In computer science the primitive expression of syntax would be as the format for instructions to the processor: "move x to w" or "w,x mov"; "add y,w" or "w+y"; etc. The syntax is determined ultimately by processor architecture, we can think of it as the rules that determine whether the computer can 'understand' the semantic (data) content. Given correct syntax, the computer knows what to do with the data but it is the programmer that must process the semantic content into a good syntax. From syntax, the computer can learn nothing, but a programmer can learn about the architecture of the computer.

For natural language, syntax is less important. The semantic content can be successfully transmitted even if the message syntax is imperfect. In addition (extra) semantic content can be encoded in non standard ways by variations in syntactic form; for example: "John is kicking the ball!" also mean he is kicking high, and "The ball is being kicked be John." means he is kicking deep... In addition to pragmatics, semiotics, and other linguistic features, humans can manipulate syntax to convey meaning.

It seems there are more than one level available for the processing of language. There is the literal (computer) level, then there is an adaptive (self-programming), communal (interactive) level of language usage.
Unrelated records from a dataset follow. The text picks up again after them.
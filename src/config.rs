//! Configuration from environment variables (`.env` honored via dotenv).
//!
//! RPC endpoints can be given explicitly (`RPC_PRIMARY` / `RPC_HTTP_PRIMARY`)
//! or derived from a single `HELIUS_KEY`. Missing endpoints are fatal at
//! startup; everything else has a default.

use std::env;

/// Known AMM/CLMM program IDs, overridable per deployment.
pub const DEFAULT_RAYDIUM_AMM: &str = "675kPX9MHTjS2zt1qfr1NYHuzeLXfQM9H24wFSUt1Mp8";
pub const DEFAULT_RAYDIUM_CLMM: &str = "4hGdEStwqyqZkG2tZibsSDQ7SBy7xH2sVQ2QJVV5o4Ck";
pub const DEFAULT_ORCA_AMM: &str = "9WwG7VJp49r4bgx1mVQqzKkGKuX3sX5Y3F9F6w8vG8bS";
pub const DEFAULT_ORCA_WHIRL: &str = "whirLbMiicVq4SCVZxdrmB9otnE8u6VYzG9xH8Wc7so";

#[derive(Debug)]
pub enum ConfigError {
    MissingVariable(String),
    InvalidValue(String),
}

impl std::fmt::Display for ConfigError {
    fn fmt(&self, f: &mut std::fmt::Formatter<'_>) -> std::fmt::Result {
        match self {
            ConfigError::MissingVariable(var) => write!(f, "Missing environment variable: {}", var),
            ConfigError::InvalidValue(msg) => write!(f, "Invalid configuration value: {}", msg),
        }
    }
}

impl std::error::Error for ConfigError {}

/// The configured AMM program set. A transaction referencing any of these is
/// attributed to that program; everything else is skipped by the parsers.
#[derive(Debug, Clone)]
pub struct ProgramSet {
    pub raydium_amm: String,
    pub raydium_clmm: String,
    pub orca_amm: String,
    pub orca_whirl: String,
}

impl ProgramSet {
    pub fn ids(&self) -> [&str; 4] {
        [
            self.raydium_amm.as_str(),
            self.raydium_clmm.as_str(),
            self.orca_amm.as_str(),
            self.orca_whirl.as_str(),
        ]
    }

    pub fn contains(&self, program_id: &str) -> bool {
        self.ids().contains(&program_id)
    }
}

/// Thresholds for the five-condition detector rule plus its cadence.
#[derive(Debug, Clone)]
pub struct DetectorConfig {
    pub vc_max: f64,
    pub ofs_max: f64,
    pub lt_max: f64,
    pub wc_min: f64,
    pub rq_max: f64,
    pub poll_sec: f64,
    pub dedup_sec: i64,
}

#[derive(Debug, Clone)]
pub struct ExecutorConfig {
    pub poll_sec: f64,
    pub window_min: i64,
    pub batch: i64,
}

/// One rung of a partial-exit ladder: sell `ratio` of the remaining size
/// once price reaches `level` multiples of entry.
#[derive(Debug, Clone, Copy, PartialEq)]
pub struct PartialLevel {
    pub level: f64,
    pub ratio: f64,
}

#[derive(Debug, Clone)]
pub struct ExitConfig {
    pub poll_sec: f64,
    pub tp_mult: f64,
    pub sl_mult: f64,
    pub tp_partials: Vec<PartialLevel>,
    pub sl_partials: Vec<PartialLevel>,
}

#[derive(Debug, Clone)]
pub struct AppConfig {
    pub db_path: String,
    pub rpc_ws: String,
    pub rpc_http: String,
    pub rpc_ws_backup: Option<String>,
    pub programs: ProgramSet,
    pub parser_batch: usize,
    pub resolver_max_retries: i64,
    pub detector: DetectorConfig,
    pub executor: ExecutorConfig,
    pub exits: ExitConfig,
}

impl AppConfig {
    pub fn from_env() -> Result<Self, ConfigError> {
        let helius = env::var("HELIUS_KEY").ok().filter(|k| !k.is_empty());

        let rpc_ws = env::var("RPC_PRIMARY")
            .ok()
            .filter(|v| !v.is_empty())
            .or_else(|| {
                helius
                    .as_ref()
                    .map(|k| format!("wss://mainnet.helius-rpc.com/?api-key={}", k))
            })
            .ok_or_else(|| ConfigError::MissingVariable("RPC_PRIMARY".to_string()))?;

        let rpc_http = env::var("RPC_HTTP_PRIMARY")
            .ok()
            .filter(|v| !v.is_empty())
            .or_else(|| {
                helius
                    .as_ref()
                    .map(|k| format!("https://mainnet.helius-rpc.com/?api-key={}", k))
            })
            .ok_or_else(|| ConfigError::MissingVariable("RPC_HTTP_PRIMARY".to_string()))?;

        let rpc_ws_backup = env::var("RPC_BACKUP").ok().filter(|v| !v.is_empty());

        Ok(Self {
            db_path: env::var("POOLFLOW_DB_PATH").unwrap_or_else(|_| "poolflow.db".to_string()),
            rpc_ws,
            rpc_http,
            rpc_ws_backup,
            programs: ProgramSet {
                raydium_amm: env::var("RAYDIUM_AMM")
                    .unwrap_or_else(|_| DEFAULT_RAYDIUM_AMM.to_string()),
                raydium_clmm: env::var("RAYDIUM_CLMM")
                    .unwrap_or_else(|_| DEFAULT_RAYDIUM_CLMM.to_string()),
                orca_amm: env::var("ORCA_AMM").unwrap_or_else(|_| DEFAULT_ORCA_AMM.to_string()),
                orca_whirl: env::var("ORCA_WHIRL")
                    .unwrap_or_else(|_| DEFAULT_ORCA_WHIRL.to_string()),
            },
            parser_batch: env_parse("PARSER_BATCH", 500usize).min(500),
            resolver_max_retries: env_parse("RESOLVER_MAX_RETRIES", 5i64),
            detector: DetectorConfig {
                vc_max: env_parse("DETECTOR_VC_MAX", 0.015),
                ofs_max: env_parse("DETECTOR_OFS_MAX", 0.001),
                lt_max: env_parse("DETECTOR_LT_MAX", 5000.0),
                wc_min: env_parse("DETECTOR_WC_MIN", 0.6),
                rq_max: env_parse("DETECTOR_RQ_MAX", 0.5),
                poll_sec: env_parse("DETECTOR_POLL_SEC", 2.0),
                dedup_sec: env_parse("DETECTOR_DEDUP_SEC", 300i64),
            },
            executor: ExecutorConfig {
                poll_sec: env_parse("EXECUTOR_POLL_SEC", 2.0),
                window_min: env_parse("EXECUTOR_WINDOW_MIN", 10i64),
                batch: env_parse("EXECUTOR_BATCH", 200i64),
            },
            exits: ExitConfig {
                poll_sec: env_parse("EXIT_POLL_SEC", 5.0),
                tp_mult: env_parse("TP_MULT", 2.0),
                sl_mult: env_parse("SL_MULT", 0.30),
                tp_partials: parse_partials(&env::var("TP_PARTIAL").unwrap_or_default()),
                sl_partials: parse_partials(&env::var("SL_PARTIAL").unwrap_or_default()),
            },
        })
    }
}

fn env_parse<T: std::str::FromStr>(key: &str, default: T) -> T {
    env::var(key)
        .ok()
        .and_then(|s| s.parse().ok())
        .unwrap_or(default)
}

/// Parse a partial-exit ladder from `"level:ratio,level:ratio"`.
///
/// Malformed items are dropped; a level must be > 0 and a ratio in (0, 1].
/// The result is sorted ascending by level so lower rungs fire first.
pub fn parse_partials(raw: &str) -> Vec<PartialLevel> {
    let mut out = Vec::new();
    for item in raw.split(',') {
        let item = item.trim();
        let Some((lvl, rat)) = item.split_once(':') else {
            continue;
        };
        let (Ok(level), Ok(ratio)) = (lvl.trim().parse::<f64>(), rat.trim().parse::<f64>()) else {
            continue;
        };
        if level > 0.0 && ratio > 0.0 && ratio <= 1.0 {
            out.push(PartialLevel { level, ratio });
        }
    }
    out.sort_by(|a, b| a.level.total_cmp(&b.level));
    out
}

#[cfg(test)]
mod tests {
    use super::*;

    #[test]
    fn test_parse_partials_ordered() {
        let parsed = parse_partials("2.0:0.5,1.5:0.25");
        assert_eq!(
            parsed,
            vec![
                PartialLevel { level: 1.5, ratio: 0.25 },
                PartialLevel { level: 2.0, ratio: 0.5 },
            ]
        );
    }

    #[test]
    fn test_parse_partials_drops_invalid_items() {
        // Negative level, ratio above 1, missing colon, garbage: all dropped
        let parsed = parse_partials("-1:0.5,1.5:1.5,nope,abc:def,2.0:1.0");
        assert_eq!(parsed, vec![PartialLevel { level: 2.0, ratio: 1.0 }]);
    }

    #[test]
    fn test_parse_partials_empty() {
        assert!(parse_partials("").is_empty());
        assert!(parse_partials("   ").is_empty());
    }

    #[test]
    fn test_program_set_contains() {
        let programs = ProgramSet {
            raydium_amm: DEFAULT_RAYDIUM_AMM.to_string(),
            raydium_clmm: DEFAULT_RAYDIUM_CLMM.to_string(),
            orca_amm: DEFAULT_ORCA_AMM.to_string(),
            orca_whirl: DEFAULT_ORCA_WHIRL.to_string(),
        };
        assert!(programs.contains(DEFAULT_ORCA_WHIRL));
        assert!(!programs.contains("11111111111111111111111111111111"));
    }
}
//! Read-only view over a raw transaction payload.
//!
//! Payloads are stored verbatim as returned by the node, so everything here
//! works on `serde_json::Value` and treats absent or oddly-shaped fields as
//! "nothing to see" rather than errors.

use crate::config::ProgramSet;
use serde_json::Value;
use std::collections::{HashMap, HashSet};

/// Tokenized representation of the chain's native currency.
pub const WRAPPED_NATIVE_MINT: &str = "So11111111111111111111111111111111111111112";

/// Net mint deltas below this are lamport rounding noise, not trades.
const MIN_TOKEN_DELTA: f64 = 1e-9;

pub struct TxPayload {
    raw: Value,
}

impl TxPayload {
    pub fn parse(text: &str) -> Option<Self> {
        let raw: Value = serde_json::from_str(text).ok()?;
        raw.is_object().then_some(Self { raw })
    }

    pub fn from_value(raw: Value) -> Self {
        Self { raw }
    }

    pub fn block_time(&self) -> Option<i64> {
        self.raw.pointer("/result/blockTime").and_then(Value::as_i64)
    }

    /// Every account referenced by the transaction: the message's account
    /// keys (plain strings or `{pubkey}` objects) plus any instruction-level
    /// program ids.
    pub fn account_keys(&self) -> HashSet<String> {
        let mut found = HashSet::new();

        if let Some(keys) = self
            .raw
            .pointer("/result/transaction/message/accountKeys")
            .and_then(Value::as_array)
        {
            for key in keys {
                match key {
                    Value::String(s) => {
                        found.insert(s.clone());
                    }
                    Value::Object(obj) => {
                        if let Some(pubkey) = obj.get("pubkey").and_then(Value::as_str) {
                            found.insert(pubkey.to_string());
                        }
                    }
                    _ => {}
                }
            }
        }

        if let Some(instructions) = self
            .raw
            .pointer("/result/transaction/message/instructions")
            .and_then(Value::as_array)
        {
            for ix in instructions {
                if let Some(program_id) = ix.get("programId").and_then(Value::as_str) {
                    found.insert(program_id.to_string());
                }
            }
        }

        found
    }

    /// First configured AMM program referenced by this transaction, if any.
    pub fn detect_program(&self, programs: &ProgramSet) -> Option<String> {
        let keys = self.account_keys();
        programs
            .ids()
            .iter()
            .find(|id| keys.contains(**id))
            .map(|id| id.to_string())
    }

    /// Net per-mint balance change across the whole transaction, from the
    /// pre/post token balance lists. Near-zero residues are dropped.
    pub fn mint_deltas(&self) -> HashMap<String, f64> {
        let mut deltas: HashMap<String, f64> = HashMap::new();

        for entry in self.token_balances("preTokenBalances") {
            if let Some((mint, amount)) = token_amount(entry) {
                *deltas.entry(mint).or_default() -= amount;
            }
        }
        for entry in self.token_balances("postTokenBalances") {
            if let Some((mint, amount)) = token_amount(entry) {
                *deltas.entry(mint).or_default() += amount;
            }
        }

        deltas.retain(|_, delta| delta.abs() > MIN_TOKEN_DELTA);
        deltas
    }

    fn token_balances(&self, field: &str) -> impl Iterator<Item = &Value> {
        self.raw
            .pointer(&format!("/result/meta/{}", field))
            .and_then(Value::as_array)
            .map(|a| a.iter())
            .into_iter()
            .flatten()
    }
}

/// (mint, ui amount) from one token-balance entry. Prefers the node's
/// normalized `uiAmount`, falling back to the raw amount scaled by decimals.
fn token_amount(entry: &Value) -> Option<(String, f64)> {
    let mint = entry.get("mint")?.as_str()?.to_string();
    let ui = entry.get("uiTokenAmount")?;

    if let Some(amount) = ui.get("uiAmount").and_then(Value::as_f64) {
        return Some((mint, amount));
    }

    let raw: f64 = ui.get("amount")?.as_str()?.parse().ok()?;
    let decimals = ui.get("decimals").and_then(Value::as_u64).unwrap_or(0);
    Some((mint, raw / 10f64.powi(decimals as i32)))
}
All of this brings up three questions, any one of which I would appreciate an answer to:

1) Is there similar issues in formal languages, and how are they treated?

2) Are there any literature that explores this in the context of "brain-mind interaction", "consciousness ", "self-awareness" etc?

3) What implications are there for artificial intelligence research, and has there been any publications?

I realize this is rather 'fringe' for Philosophy, overlapping with linguistics, computer and cognitive science, but there is a common thread (I think) that could have strong epistemic implications.

  • I think it is unclear what you would accept as "similar" issues. "It seems there are more than one level available for the processing of language." is this not to some extent the idea of "interpreted languages" but maybe you would not accept that as a "simular" issue? Jan 1 '19 at 15:19
  • 1
    See Conceptual semantics for an example of theory stressing the interplay of syntax and semantics. See also Lexical semantics. Jan 1 '19 at 17:22
  • @JesperHybel As I understand it one of the reasons for formal languages is to mitigate against ambiguities that may be introduced by syntactical influence. From a computer science perspective, interpreters would certainly qualify as another level from the "literal" language. I would think syntactic-semantic interplay would definitely impact natural language interpretation. However I don't know enough about formal and meta languages to gauge how much of a factor this issue is to them, or how much work has been done in the area.
    – christo183
    Jan 1 '19 at 19:30
  • One question at a time. Jan 3 '19 at 2:32
  • @curiousdannii From the Question: "... three questions, any one of which I would appreciate an answer to:" - in other words pick one. And of course three different questions, with largely similar body text would attract vacuous 'duplicate' flags...
    – christo183
    Jan 3 '19 at 6:06

The formal computer treatment of syntax and semantics is denotational semantics, e.g., https://en.wikipedia.org/wiki/Denotational_semantics and domain theory, e.g., https://en.wikipedia.org/wiki/Domain_theory That is, the denotational "semantic function" maps syntax in the computer language (which is typically specified by a BNF grammar https://en.wikipedia.org/wiki/Backus%E2%80%93Naur_form) to its meaning in an appropriate domain (often the space of (computable) N-->N functions, which is a formal domain as per the wikipedia link).

There's also operational semantics https://en.wikipedia.org/wiki/Operational_semantics as well as algebraic semantics https://cseweb.ucsd.edu/~goguen/pubs/asbk.html (I'm not immediately seeing a good link for this). What you really want is a good textbook for this stuff, e.g.,

The Formal Semantics of Programming Languages, http://www.cin.ufpe.br/~if721/intranet/TheFormalSemanticsofProgrammingLanguages.pdf

Semantics of Programming Languages, https://mitpress.mit.edu/books/semantics-programming-languages (I'm not immediately seeing a free and legal pdf)

You might also want to look at Plotkin's "Pisa Notes" lectures, http://homepages.inf.ed.ac.uk/gdp/publications/Domains_a4.ps

as well as tons of other stuff googling denotational semantics and/or domain theory.